About this task: Search the records for the word "String" and copy every line in which it occurs.

Supplied material:
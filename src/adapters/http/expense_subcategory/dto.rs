//! HTTP DTOs for expense subcategory endpoints.

use serde::{Deserialize, Serialize};

use crate::domain::foundation::EntityId;
use crate::domain::ExpenseSubCategory;

#[derive(Debug, Clone, Default, Deserialize)]
#[serde(default)]
pub struct ExpenseSubCategoryRequest {
    pub name: String,
    pub expense_category_id: i64,
}

/// `expense_category_id` of zero or absent lists every category.
#[derive(Debug, Clone, Default, Deserialize)]
#[serde(default)]
pub struct ListExpenseSubCategoriesParams {
    pub skip: i64,
    pub limit: i64,
    pub expense_category_id: i64,
}

#[derive(Debug, Clone, PartialEq, Serialize, Deserialize)]
pub struct ExpenseSubCategoryResponse {
    pub id: i64,
    pub name: String,
    pub expense_category_id: i64,
    pub created_at: String,
    pub updated_at: String,
}

impl From<ExpenseSubCategory> for ExpenseSubCategoryResponse {
    fn from(subcategory: ExpenseSubCategory) -> Self {
        Self {
            id: subcategory.id.as_i64(),
            name: subcategory.name,
            expense_category_id: subcategory.expense_category_id.as_i64(),
            created_at: subcategory.created_at.as_datetime().to_rfc3339(),
            updated_at: subcategory.updated_at.as_datetime().to_rfc3339(),
        }
    }
}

Solution for this problem:
    pub name: String,
    pub name: String,
    pub created_at: String,
    pub updated_at: String,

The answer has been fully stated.